The little guy on top looks just like my otos.


----------



## Calmwaters (Sep 2, 2009)

Ok I think what I actually have are corydoras pygmaeus although one of thems stripe is a little different. I would just like someone to verify it for me though. If thats what they are it is fine they stay small so will still work in my tank.


----------



## aunt kymmie (Jun 2, 2008)

Maybe a Otocinclus affinis was mixed in with your corydoras pygmaeus? In your picture the guy on top looks like an oto, and the one below him looks like a pygmy cory.


----------



## Calmwaters (Sep 2, 2009)

Auntie Kimmie,
I also have otos in this tank but the are a good bit bigger and look very slightly different mostly the mouth is different.


----------



## Calmwaters (Sep 2, 2009)

Just wanted to add 2 of them are like the guy on top and 2 are like the one on bottom.


----------



## Calmwaters (Sep 2, 2009)

Ok after looking them up I think I have 2 Corydoras Habrosus which would be the bottom one on the leave in the above picture and 2 Corydoras Pygmaeus which would be the top one in the above picture.
Below are pictures of each kind of fish I got off different web site so you can compare them to mine to see if you agree with me.








​ 







http://www.tropicalfishkeeping.com/File:Corydoras_pygmaeus-6746.jpg


----------



## Byron (Mar 7, 2009)

I just commented on the two species in your thread in the catfish section, before seeing this one here. You've already sorted out the mystery; the top fish is Corydoras pygmaeus, the lower is Corydoras habrosus. As noted in the other thread, you need to add to their numbers to ensure they last. The profiles give you more info on each.

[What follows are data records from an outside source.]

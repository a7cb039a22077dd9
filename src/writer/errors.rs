//! Persistence error types
//!
//! Error codes:
//! - TRADELOG_SETUP_FAILED (FATAL severity)
//! - TRADELOG_APPEND_FAILED (ERROR severity)
//! - TRADELOG_FSYNC_FAILED (ERROR severity)
//! - TRADELOG_PERMISSION_DENIED (ERROR severity)
//! - TRADELOG_WORKER_PANICKED (ERROR severity)
//!
//! ERROR-severity failures are transient from the engine's point of view: the
//! batch is retried. A FATAL failure disables the engine.

use std::error::Error as _;
use std::fmt;
use std::io;
use std::path::Path;

/// Severity levels for persistence errors
#[derive(Debug, Clone, Copy, PartialEq, Eq)]
pub enum Severity {
    /// The attempt failed; it will be retried
    Error,
    /// The backend is unusable; the engine is disabled
    Fatal,
}

impl fmt::Display for Severity {
    fn fmt(&self, f: &mut fmt::Formatter<'_>) -> fmt::Result {
        match self {
            Severity::Error => write!(f, "ERROR"),
            Severity::Fatal => write!(f, "FATAL"),
        }
    }
}

/// Persistence error codes
#[derive(Debug, Clone, Copy, PartialEq, Eq)]
pub enum PersistErrorCode {
    /// Backend setup failed
    SetupFailed,
    /// Writing a record (or header) failed
    AppendFailed,
    /// Flushing a write to stable storage failed
    FsyncFailed,
    /// Missing permission on a bucket or its folder
    PermissionDenied,
    /// The writer panicked during an attempt
    WorkerPanicked,
}

impl PersistErrorCode {
    /// Returns the string code
    pub fn code(&self) -> &'static str {
        match self {
            PersistErrorCode::SetupFailed => "TRADELOG_SETUP_FAILED",
            PersistErrorCode::AppendFailed => "TRADELOG_APPEND_FAILED",
            PersistErrorCode::FsyncFailed => "TRADELOG_FSYNC_FAILED",
            PersistErrorCode::PermissionDenied => "TRADELOG_PERMISSION_DENIED",
            PersistErrorCode::WorkerPanicked => "TRADELOG_WORKER_PANICKED",
        }
    }

    /// Returns the severity level for this code
    pub fn severity(&self) -> Severity {
        match self {
            PersistErrorCode::SetupFailed => Severity::Fatal,
            PersistErrorCode::AppendFailed
            | PersistErrorCode::FsyncFailed
            | PersistErrorCode::PermissionDenied
            | PersistErrorCode::WorkerPanicked => Severity::Error,
        }
    }
}

impl fmt::Display for PersistErrorCode {
    fn fmt(&self, f: &mut fmt::Formatter<'_>) -> fmt::Result {
        write!(f, "{}", self.code())
    }
}

/// Persistence error with context
#[derive(Debug)]
pub struct PersistError {
    code: PersistErrorCode,
    message: String,
    details: Option<String>,
    source: Option<io::Error>,
}

impl PersistError {
    /// Create a setup failed error
    pub fn setup_failed(message: impl Into<String>, source: io::Error) -> Self {
        Self::with_source(PersistErrorCode::SetupFailed, message, source)
    }

    /// Create an append failed error
    pub fn append_failed(message: impl Into<String>, source: io::Error) -> Self {
        Self::with_source(PersistErrorCode::AppendFailed, message, source)
    }

    /// Create an fsync failed error
    pub fn fsync_failed(message: impl Into<String>, source: io::Error) -> Self {
        Self::with_source(PersistErrorCode::FsyncFailed, message, source)
    }

    /// Create a permission denied error for the given path
    pub fn permission_denied(message: impl Into<String>, path: &Path) -> Self {
        Self {
            code: PersistErrorCode::PermissionDenied,
            message: message.into(),
            details: Some(format!("path: {}", path.display())),
            source: None,
        }
    }

    /// Create an error for a writer that panicked
    pub fn worker_panicked(message: impl Into<String>) -> Self {
        Self {
            code: PersistErrorCode::WorkerPanicked,
            message: message.into(),
            details: None,
            source: None,
        }
    }

    fn with_source(code: PersistErrorCode, message: impl Into<String>, source: io::Error) -> Self {
        Self {
            code,
            message: message.into(),
            details: None,
            source: Some(source),
        }
    }

    /// Attach details about the error context
    pub fn with_details(mut self, details: impl Into<String>) -> Self {
        self.details = Some(details.into());
        self
    }

    /// Returns the error code
    pub fn code(&self) -> PersistErrorCode {
        self.code
    }

    /// Returns the severity level
    pub fn severity(&self) -> Severity {
        self.code.severity()
    }

    /// Returns the error message
    pub fn message(&self) -> &str {
        &self.message
    }

    /// Returns additional error details
    pub fn details(&self) -> Option<&str> {
        self.details.as_deref()
    }

    /// Returns whether this error disables the engine
    pub fn is_fatal(&self) -> bool {
        self.severity() == Severity::Fatal
    }

    /// Compact one-line description: code, message and the innermost cause.
    pub fn summary(&self) -> String {
        match &self.source {
            Some(source) => format!("{}: {}: {}", self.code, self.message, source),
            None => format!("{}: {}", self.code, self.message),
        }
    }

    /// Full description including details and the whole cause chain.
    pub fn report(&self) -> String {
        let mut report = self.to_string();
        let mut cause = self.source();
        while let Some(err) = cause {
            report.push_str("\n  caused by: ");
            report.push_str(&err.to_string());
            cause = err.source();
        }
        report
    }
}

impl fmt::Display for PersistError {
    fn fmt(&self, f: &mut fmt::Formatter<'_>) -> fmt::Result {
        write!(
            f,
            "[{}] {}: {}",
            self.code.severity(),
            self.code.code(),
            self.message
        )?;
        if let Some(ref details) = self.details {
            write!(f, " ({})", details)?;
        }
        Ok(())
    }
}

impl std::error::Error for PersistError {
    fn source(&self) -> Option<&(dyn std::error::Error + 'static)> {
        self.source.as_ref().map(|e| e as &(dyn std::error::Error + 'static))
    }
}

/// Result type for persistence operations
pub type PersistResult<T> = Result<T, PersistError>;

Do you know about our profiles? Each has photos of the fish, and information on maintenance, compatibility, etc. No need to search elsewhere;-). Though we don't have every fish in the profiles--but we're adding more regularly.

Byron.


----------



## aunt kymmie (Jun 2, 2008)

I'm so jealous! I've wanted Corydoras Habrosus for nearly two years and we never get them in any of the LFS around my area. Lucky you!


----------



## Calmwaters (Sep 2, 2009)

Thank you Byron these are in the 10 gallon with the Ember Tetras so I am not sure how many more I can safely add I have 9 Ember Tetras and 4 Ghost Shrimp as well as 3 Otos but the Otos will be moveing into a bigger tank within a couple of weeks, I got them for my brother and he will be comeing to visit in a few weeks and will take them home with him when he comes. How many more do you think I should add? Kimmie this is the first time I have seen any of the small corys here locally, if you were not way on the other side of the US I would get you some and mail them to you. ;-)


----------



## Calmwaters (Sep 2, 2009)

Byron the four of them seem to stay together most of the time or at least in twos although I have seen them also sometimes swimming with the group of Ember Tetras. When they are in groups of 2 its always one of each kind. So I think if you don't think it will be to much I will add 5 more to the group.


----------



## Byron (Mar 7, 2009)

If it were me, and with a 10g and the other fish/shrimp mentioned, I would get another 3 of each, making a total of five of each species.

I've had both species in my 90g for the last year, and they always stay with their own species. I have never noticed the two mixing when shoaling, though in fewer numbers (I have 9-10 of each) that is more likely. Anyway, you have the room, and they will be more comfortable in a larger group of each species.

Byron.


----------



## Calmwaters (Sep 2, 2009)

Ok I will go tomorrow after I get off work and see if I can get 3 more of each. Thank you for your help.


----------



## Byron (Mar 7, 2009)

You're welcome Amanda.


----------